====== Given records

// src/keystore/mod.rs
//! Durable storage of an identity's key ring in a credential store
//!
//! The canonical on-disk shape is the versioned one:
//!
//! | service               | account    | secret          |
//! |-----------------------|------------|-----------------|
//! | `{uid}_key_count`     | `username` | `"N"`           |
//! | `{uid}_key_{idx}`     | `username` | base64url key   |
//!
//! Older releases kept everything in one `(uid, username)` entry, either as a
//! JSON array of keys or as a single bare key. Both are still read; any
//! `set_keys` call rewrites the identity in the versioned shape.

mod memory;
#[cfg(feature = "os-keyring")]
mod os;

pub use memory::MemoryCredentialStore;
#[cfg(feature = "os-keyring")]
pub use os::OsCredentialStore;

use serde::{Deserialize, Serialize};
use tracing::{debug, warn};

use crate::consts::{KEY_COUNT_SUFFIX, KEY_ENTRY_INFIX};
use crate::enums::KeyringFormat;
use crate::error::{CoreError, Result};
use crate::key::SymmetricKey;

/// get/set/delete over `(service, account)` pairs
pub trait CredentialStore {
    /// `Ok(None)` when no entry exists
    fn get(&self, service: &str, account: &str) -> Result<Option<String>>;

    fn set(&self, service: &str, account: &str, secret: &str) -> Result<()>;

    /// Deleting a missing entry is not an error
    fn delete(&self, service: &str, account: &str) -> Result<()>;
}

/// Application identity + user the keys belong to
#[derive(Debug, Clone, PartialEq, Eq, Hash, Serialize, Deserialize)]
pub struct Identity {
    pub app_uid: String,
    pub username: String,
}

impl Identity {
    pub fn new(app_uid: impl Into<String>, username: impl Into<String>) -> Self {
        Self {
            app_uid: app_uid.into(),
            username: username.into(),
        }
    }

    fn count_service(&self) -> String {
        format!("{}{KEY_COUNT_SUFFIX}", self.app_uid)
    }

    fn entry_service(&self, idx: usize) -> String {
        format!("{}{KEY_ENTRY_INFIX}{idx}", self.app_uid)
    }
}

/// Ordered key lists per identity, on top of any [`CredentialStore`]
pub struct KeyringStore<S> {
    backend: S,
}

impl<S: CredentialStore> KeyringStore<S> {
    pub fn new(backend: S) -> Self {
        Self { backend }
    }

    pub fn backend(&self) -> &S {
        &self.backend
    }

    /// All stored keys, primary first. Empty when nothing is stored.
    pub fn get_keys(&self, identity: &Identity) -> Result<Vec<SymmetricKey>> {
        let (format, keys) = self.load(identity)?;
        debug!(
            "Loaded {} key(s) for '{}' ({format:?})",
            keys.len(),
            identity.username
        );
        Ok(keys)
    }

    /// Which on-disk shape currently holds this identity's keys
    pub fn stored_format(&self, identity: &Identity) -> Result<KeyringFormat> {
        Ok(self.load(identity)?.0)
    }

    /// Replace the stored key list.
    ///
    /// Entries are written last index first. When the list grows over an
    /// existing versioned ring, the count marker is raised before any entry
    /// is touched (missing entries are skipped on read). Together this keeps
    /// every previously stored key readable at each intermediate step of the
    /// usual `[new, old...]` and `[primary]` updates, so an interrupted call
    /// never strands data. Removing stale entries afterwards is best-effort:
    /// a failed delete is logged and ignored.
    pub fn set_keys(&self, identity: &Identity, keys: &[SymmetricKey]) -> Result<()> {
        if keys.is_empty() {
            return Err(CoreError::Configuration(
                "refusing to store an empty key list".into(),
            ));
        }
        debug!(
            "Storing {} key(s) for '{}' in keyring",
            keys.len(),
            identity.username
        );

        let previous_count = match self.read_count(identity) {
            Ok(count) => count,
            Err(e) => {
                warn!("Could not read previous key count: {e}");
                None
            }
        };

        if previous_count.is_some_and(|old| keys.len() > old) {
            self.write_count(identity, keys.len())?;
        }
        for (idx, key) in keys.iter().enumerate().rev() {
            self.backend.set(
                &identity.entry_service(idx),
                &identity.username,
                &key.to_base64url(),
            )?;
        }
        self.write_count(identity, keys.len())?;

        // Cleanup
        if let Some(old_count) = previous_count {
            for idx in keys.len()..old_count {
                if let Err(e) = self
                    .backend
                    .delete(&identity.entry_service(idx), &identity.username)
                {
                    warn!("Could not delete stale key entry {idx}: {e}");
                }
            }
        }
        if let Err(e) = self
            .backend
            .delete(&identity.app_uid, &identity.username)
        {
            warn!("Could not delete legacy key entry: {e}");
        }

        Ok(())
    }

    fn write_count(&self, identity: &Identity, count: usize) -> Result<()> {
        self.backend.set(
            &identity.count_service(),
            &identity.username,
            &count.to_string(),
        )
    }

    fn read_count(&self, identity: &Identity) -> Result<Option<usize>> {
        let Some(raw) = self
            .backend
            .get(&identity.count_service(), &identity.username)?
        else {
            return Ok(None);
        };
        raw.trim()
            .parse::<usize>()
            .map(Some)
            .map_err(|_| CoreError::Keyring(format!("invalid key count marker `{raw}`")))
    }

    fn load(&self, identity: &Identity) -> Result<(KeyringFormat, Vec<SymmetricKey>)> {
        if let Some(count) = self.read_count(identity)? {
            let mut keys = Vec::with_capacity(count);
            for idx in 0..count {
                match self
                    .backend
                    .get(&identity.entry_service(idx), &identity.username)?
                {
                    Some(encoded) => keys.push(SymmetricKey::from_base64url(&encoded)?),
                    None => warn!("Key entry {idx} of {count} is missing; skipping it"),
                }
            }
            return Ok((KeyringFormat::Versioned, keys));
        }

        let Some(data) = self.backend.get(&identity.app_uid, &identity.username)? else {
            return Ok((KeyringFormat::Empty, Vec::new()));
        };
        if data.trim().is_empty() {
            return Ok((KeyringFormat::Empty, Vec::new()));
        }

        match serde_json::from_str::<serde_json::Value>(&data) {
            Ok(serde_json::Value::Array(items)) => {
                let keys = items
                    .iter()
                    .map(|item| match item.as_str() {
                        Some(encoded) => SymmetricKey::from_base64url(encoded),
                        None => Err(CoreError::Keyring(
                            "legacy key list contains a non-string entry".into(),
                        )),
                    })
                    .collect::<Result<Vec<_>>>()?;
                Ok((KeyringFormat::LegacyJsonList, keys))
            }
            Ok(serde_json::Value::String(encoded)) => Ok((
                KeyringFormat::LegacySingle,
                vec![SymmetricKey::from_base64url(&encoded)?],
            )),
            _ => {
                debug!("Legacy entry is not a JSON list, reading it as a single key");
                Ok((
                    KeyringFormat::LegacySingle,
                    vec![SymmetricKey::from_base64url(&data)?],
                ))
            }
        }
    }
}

============
====== Given records

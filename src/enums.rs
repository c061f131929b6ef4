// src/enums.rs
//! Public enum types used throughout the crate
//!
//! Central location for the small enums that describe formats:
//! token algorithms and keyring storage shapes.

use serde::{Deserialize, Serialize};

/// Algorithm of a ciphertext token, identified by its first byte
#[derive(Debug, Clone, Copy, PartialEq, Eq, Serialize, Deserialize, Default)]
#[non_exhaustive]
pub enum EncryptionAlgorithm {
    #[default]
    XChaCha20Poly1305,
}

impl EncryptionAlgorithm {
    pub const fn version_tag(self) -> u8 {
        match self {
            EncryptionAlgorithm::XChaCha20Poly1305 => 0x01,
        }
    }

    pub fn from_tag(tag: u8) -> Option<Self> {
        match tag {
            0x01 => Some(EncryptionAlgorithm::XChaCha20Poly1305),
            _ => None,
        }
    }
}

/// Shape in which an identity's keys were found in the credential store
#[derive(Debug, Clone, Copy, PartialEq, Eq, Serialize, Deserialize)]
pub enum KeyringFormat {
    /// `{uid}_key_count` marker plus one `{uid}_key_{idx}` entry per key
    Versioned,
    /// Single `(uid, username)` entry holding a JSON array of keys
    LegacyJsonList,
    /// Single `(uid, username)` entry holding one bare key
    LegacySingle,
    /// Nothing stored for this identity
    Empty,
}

============

Task directions: Your task is to copy each line from the material above that includes the word "SymmetricKey".

Exercise solution:
use crate::key::SymmetricKey;
    pub fn get_keys(&self, identity: &Identity) -> Result<Vec<SymmetricKey>> {
    pub fn set_keys(&self, identity: &Identity, keys: &[SymmetricKey]) -> Result<()> {
    fn load(&self, identity: &Identity) -> Result<(KeyringFormat, Vec<SymmetricKey>)> {
                    Some(encoded) => keys.push(SymmetricKey::from_base64url(&encoded)?),
                        Some(encoded) => SymmetricKey::from_base64url(encoded),
                vec![SymmetricKey::from_base64url(&encoded)?],
                    vec![SymmetricKey::from_base64url(&data)?],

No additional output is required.